Repurposing immune boosting and anti-viral efficacy of Parkia bioactive entities as multi-target directed therapeutic approach for SARS-CoV-2: exploration of lead drugs by drug likeness, molecular docking and molecular dynamics simulation methods.

The COVID-19 pandemic has caused adverse health (severe respiratory, enteric and systemic infections) and environmental impacts that have threatened public health and the economy worldwide. Drug repurposing and small molecule multi-target directed herbal medicine therapeutic approaches are the most appropriate exploration strategies for SARS-CoV-2 drug discovery. This study identified potential multi-target-directed Parkia bioactive entities against SARS-CoV-2 receptors (S-protein, ACE2, TMPRSS2, RBD/ACE2, RdRp, MPro, and PLPro) using ADMET, drug-likeness, molecular docking (AutoDock, FireDock and HDOCK), molecular dynamics simulation and MM-PBSA tools. One thousand Parkia bioactive entities were screened out by virtual screening and forty-five bioactive phytomolecules were selected based on favorable binding affinity and acceptable pharmacokinetic and pharmacodynamics properties. The binding affinity values of Parkia phyto-ligands (AutoDock: -6.00--10.40 kcal/mol; FireDock: -31.00--62.02 kcal/mol; and HDOCK: -150.0--294.93 kcal/mol) were observed to be higher than the reference antiviral drugs (AutoDock: -5.90--9.10 kcal/mol; FireDock: -35.64--59.35 kcal/mol; and HDOCK: -132.82--211.87 kcal/mol), suggesting a potent modulatory action of Parkia bioactive entities against the SARS-CoV-2. Didymin, rutin, epigallocatechin gallate, epicatechin-3-0-gallate, hyperin, ursolic acid, lupeol, stigmasta-5,24(28)-diene-3-ol, ellagic acid, apigenin, stigmasterol, and campesterol strongly bound with the multiple targets of the SARS-CoV-2 receptors, inhibiting viral entry, attachment, binding, replication, transcription, maturation, packaging and spread.
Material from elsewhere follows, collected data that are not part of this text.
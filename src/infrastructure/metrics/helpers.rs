//! Metrics helper structs for convenient metric recording

use prometheus::{Encoder, TextEncoder};

use crate::push::DeliveryOutcome;

use super::{
    DELIVERIES_TOTAL, DISPATCH_LATENCY, DISPATCH_TOTAL, PRUNE_ERRORS_TOTAL,
    SIGNING_FAILURES_TOTAL, SUBSCRIPTIONS_PER_DISPATCH, SUBSCRIPTIONS_PRUNED_TOTAL,
};

/// Encode all metrics to Prometheus text format
pub fn encode_metrics() -> Result<String, prometheus::Error> {
    let encoder = TextEncoder::new();
    let metric_families = prometheus::gather();
    let mut buffer = Vec::new();
    encoder.encode(&metric_families, &mut buffer)?;
    Ok(String::from_utf8(buffer).unwrap_or_default())
}

/// Helper struct for recording push metrics
pub struct PushMetrics;

impl PushMetrics {
    /// Record a dispatch call and how many subscriptions it targeted
    pub fn record_dispatch(subscriptions: usize) {
        DISPATCH_TOTAL.inc();
        SUBSCRIPTIONS_PER_DISPATCH.observe(subscriptions as f64);
    }

    /// Record the time until all deliveries of a call settled
    pub fn record_dispatch_latency(latency_secs: f64) {
        DISPATCH_LATENCY.observe(latency_secs);
    }

    /// Record the outcome of one delivery attempt
    pub fn record_outcome(outcome: &DeliveryOutcome) {
        DELIVERIES_TOTAL.with_label_values(&[outcome.label()]).inc();
    }

    /// Record a pruned subscription
    pub fn record_pruned() {
        SUBSCRIPTIONS_PRUNED_TOTAL.inc();
    }

    /// Record a failed prune
    pub fn record_prune_error() {
        PRUNE_ERRORS_TOTAL.inc();
    }

    /// Record a VAPID signing failure
    pub fn record_signing_failure() {
        SIGNING_FAILURES_TOTAL.inc();
    }
}
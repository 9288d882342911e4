use axum::{
    routing::{get, post},
    Router,
};

use crate::server::AppState;
use crate::triggers::{notify, vapid_public_key};

use super::health::health;
use super::metrics::prometheus_metrics;

pub fn api_routes() -> Router<AppState> {
    Router::new()
        // Health & Metrics
        .route("/health", get(health))
        .route("/metrics", get(prometheus_metrics))
        // Browser subscription bootstrap
        .route("/vapid-public-key", get(vapid_public_key))
        // Notification endpoints
        .route("/notify", post(notify))
        .nest("/api/v1", Router::new().route("/notify", post(notify)))
}
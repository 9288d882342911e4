//! HTTP notification trigger handlers
//!
//! - Notify: fan a notification out to the caller's push subscriptions
//! - Public key: hand browsers the key they subscribe against

mod handlers;
mod models;

pub use handlers::{notify, vapid_public_key};
pub use models::{NotifyResponse, PublicKeyResponse};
Furthermore, ACE2, TMPRSS2, and MPro receptors possess significant molecular dynamic properties, including stability, compactness, flexibility and total binding energy. Residues GLU-589, and LEU-95 of ACE2, GLN-350, HIS-186, and ASP-257 of TMPRSS2, and GLU-14, MET-49, and GLN-189 of MPro receptors contributed to the formation of hydrogen bonds and binding interactions, playing vital roles in inhibiting the activity of the receptors. Promising results were achieved by developing multi-targeted antiviral Parkia bioactive entities as lead and prospective candidates under a small molecule strategy against SARS-CoV-2 pathogenesis. The antiviral activity of Parkia bioactive entities needs to be further validated by pre-clinical and clinical trials.